(Stored data entries)
[Start of section]

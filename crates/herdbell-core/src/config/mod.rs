//! Application configuration schemas.
//!
//! All configuration structs are deserialized from TOML files via the
//! `config` crate. Each sub-module represents a logical configuration
//! section.

pub mod delivery;
pub mod detection;
pub mod logging;
pub mod scheduler;
pub mod store;

use std::path::Path;

use serde::{Deserialize, Serialize};

pub use self::delivery::DeliveryConfig;
pub use self::detection::DetectionConfig;
pub use self::logging::LoggingConfig;
pub use self::scheduler::SchedulerConfig;
pub use self::store::StoreConfig;

use crate::error::AppError;

/// Root application configuration.
///
/// Top-level deserialization target for the merged TOML configuration
/// (base file + environment overlay + `HERDBELL__*` variables).
#[derive(Debug, Clone, Default, Serialize, Deserialize)]
pub struct AppConfig {
    /// Re-evaluation tick schedule.
    #[serde(default)]
    pub scheduler: SchedulerConfig,
    /// Detector look-ahead windows.
    #[serde(default)]
    pub detection: DetectionConfig,
    /// Delivery hand-off settings.
    #[serde(default)]
    pub delivery: DeliveryConfig,
    /// Lifecycle store settings.
    #[serde(default)]
    pub store: StoreConfig,
    /// Domain snapshot source.
    #[serde(default)]
    pub snapshot: SnapshotSourceConfig,
    /// Users whose notifications the engine maintains.
    #[serde(default)]
    pub users: Vec<UserEntry>,
    /// Logging settings.
    #[serde(default)]
    pub logging: LoggingConfig,
}

/// Where the server reads herd facts from.
#[derive(Debug, Clone, Serialize, Deserialize)]
pub struct SnapshotSourceConfig {
    /// Path of the JSON snapshot file.
    #[serde(default = "default_snapshot_path")]
    pub path: String,
}

impl Default for SnapshotSourceConfig {
    fn default() -> Self {
        Self {
            path: default_snapshot_path(),
        }
    }
}

/// A user registered with the engine, with their already-resolved role.
#[derive(Debug, Clone, Serialize, Deserialize)]
pub struct UserEntry {
    /// User identifier (UUID).
    pub id: String,
    /// Role name: `admin`, `worker`, or `viewer`.
    pub role: String,
}

impl AppConfig {
    /// Load configuration from a TOML file.
    ///
    /// The overlay environment comes from `HERDBELL_ENV` (default
    /// `development`).
    pub fn load(path: &str) -> Result<Self, AppError> {
        let env = std::env::var("HERDBELL_ENV").unwrap_or_else(|_| "development".to_string());
        Self::load_layered(path, &env)
    }

    /// Load configuration from a base file, a sibling `<env>.toml` overlay,
    /// and environment variables prefixed with `HERDBELL__`.
    pub fn load_layered(path: &str, env: &str) -> Result<Self, AppError> {
        let overlay = Path::new(path)
            .parent()
            .unwrap_or_else(|| Path::new("."))
            .join(env);

        let config = config::Config::builder()
            .add_source(config::File::with_name(path).required(false))
            .add_source(config::File::from(overlay).required(false))
            .add_source(
                config::Environment::with_prefix("HERDBELL")
                    .prefix_separator("__")
                    .separator("__")
                    .try_parsing(true),
            )
            .build()
            .map_err(|e| AppError::configuration(format!("Failed to build config: {e}")))?;

        let config: Self = config
            .try_deserialize()
            .map_err(|e| AppError::configuration(format!("Failed to deserialize config: {e}")))?;

        config.validate()?;
        Ok(config)
    }

    /// Check cross-field constraints that serde defaults cannot express.
    pub fn validate(&self) -> Result<(), AppError> {
        if self.scheduler.interval_seconds == 0 {
            return Err(AppError::configuration(
                "scheduler.interval_seconds must be greater than zero",
            ));
        }
        if self.delivery.queue_capacity == 0 {
            return Err(AppError::configuration(
                "delivery.queue_capacity must be greater than zero",
            ));
        }
        if self.store.history_default_days <= 0 {
            return Err(AppError::configuration(
                "store.history_default_days must be greater than zero",
            ));
        }
        self.delivery.tz()?;
        Ok(())
    }
}

fn default_snapshot_path() -> String {
    "data/snapshot.json".to_string()
}

#[cfg(test)]
mod tests {
    use super::*;
    use std::io::Write;

    #[test]
    fn test_defaults_are_valid() {
        let config = AppConfig::default();
        assert!(config.validate().is_ok());
        assert_eq!(config.scheduler.interval_seconds, 300);
        assert_eq!(config.detection.delivery_window_days, 7);
        assert_eq!(config.delivery.timezone, "UTC");
    }

    #[test]
    fn test_load_from_file() {
        let dir = tempfile::tempdir().unwrap();
        let path = dir.path().join("herdbell.toml");
        let mut file = std::fs::File::create(&path).unwrap();
        writeln!(
            file,
            r#"
[scheduler]
interval_seconds = 60

[delivery]
timezone = "Asia/Kolkata"

[[users]]
id = "7f1c2a52-4d7e-4bb3-9a57-0c1f5b0d9e11"
role = "worker"
"#
        )
        .unwrap();

        let config = AppConfig::load_layered(path.to_str().unwrap(), "test").unwrap();
        assert_eq!(config.scheduler.interval_seconds, 60);
        assert!(config.scheduler.run_on_start);
        assert_eq!(config.delivery.timezone, "Asia/Kolkata");
        assert_eq!(config.users.len(), 1);
        assert_eq!(config.users[0].role, "worker");
    }

    #[test]
    fn test_invalid_timezone_rejected() {
        let mut config = AppConfig::default();
        config.delivery.timezone = "Mars/Olympus".to_string();
        let err = config.validate().unwrap_err();
        assert_eq!(err.kind, crate::error::ErrorKind::Configuration);
    }

    #[test]
    fn test_zero_interval_rejected() {
        let mut config = AppConfig::default();
        config.scheduler.interval_seconds = 0;
        assert!(config.validate().is_err());
    }
}
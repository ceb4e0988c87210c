//! Due-soon detectors for breeding, vaccination, and calving events.
//!
//! An event triggers when `due_date - as_of` (whole days) is at most the
//! look-ahead window. Overdue events (negative days) always trigger.

use chrono::NaiveDate;

use herdbell_entity::herd::{BreedingRecord, CalvingRecord, VaccinationRecord};
use herdbell_entity::notification::{CowSummary, NotificationType};

use super::candidate::{AffectedEntity, Candidate};

/// Whole days from `as_of` to `due_date`; negative when overdue.
pub fn days_remaining(due_date: NaiveDate, as_of: NaiveDate) -> i64 {
    (due_date - as_of).num_days()
}

fn due_candidate(
    kind: NotificationType,
    cow_id: &str,
    cow_no: &str,
    due_date: NaiveDate,
    vaccine: Option<&str>,
    as_of: NaiveDate,
    window_days: i64,
) -> Option<Candidate> {
    let days = days_remaining(due_date, as_of);
    (days <= window_days).then(|| Candidate {
        kind,
        entity: AffectedEntity::Cow(CowSummary {
            cow_id: cow_id.to_string(),
            cow_no: cow_no.to_string(),
            due_date,
            days_remaining: days,
            overdue: days < 0,
            vaccine: vaccine.map(str::to_string),
        }),
    })
}

fn breeding_due(
    kind: NotificationType,
    records: &[BreedingRecord],
    as_of: NaiveDate,
    window_days: i64,
) -> Vec<Candidate> {
    records
        .iter()
        .filter_map(|r| due_candidate(kind, &r.cow_id, &r.cow_no, r.due_date, None, as_of, window_days))
        .collect()
}

/// Pregnancy diagnosis checks due within the window.
pub fn detect_pd_due(records: &[BreedingRecord], as_of: NaiveDate, window_days: i64) -> Vec<Candidate> {
    breeding_due(NotificationType::PdDue, records, as_of, window_days)
}

/// Inseminations due within the window.
pub fn detect_ai_due(records: &[BreedingRecord], as_of: NaiveDate, window_days: i64) -> Vec<Candidate> {
    breeding_due(NotificationType::AiDue, records, as_of, window_days)
}

/// Vaccinations due within the window.
pub fn detect_vaccination_due(
    records: &[VaccinationRecord],
    as_of: NaiveDate,
    window_days: i64,
) -> Vec<Candidate> {
    records
        .iter()
        .filter_map(|r| {
            due_candidate(
                NotificationType::VaccinationDue,
                &r.cow_id,
                &r.cow_no,
                r.due_date,
                Some(r.vaccine.as_str()),
                as_of,
                window_days,
            )
        })
        .collect()
}

/// Calvings expected within the window.
pub fn detect_delivery_due(
    records: &[CalvingRecord],
    as_of: NaiveDate,
    window_days: i64,
) -> Vec<Candidate> {
    records
        .iter()
        .filter_map(|r| {
            due_candidate(
                NotificationType::DeliveryDue,
                &r.cow_id,
                &r.cow_no,
                r.expected_delivery,
                None,
                as_of,
                window_days,
            )
        })
        .collect()
}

[End of section]

Whenever a line in the data above contains the word "StoreConfig", include it in the tally, and report only the final number.

▶ _ANSWER TO THE EXERCISE_
2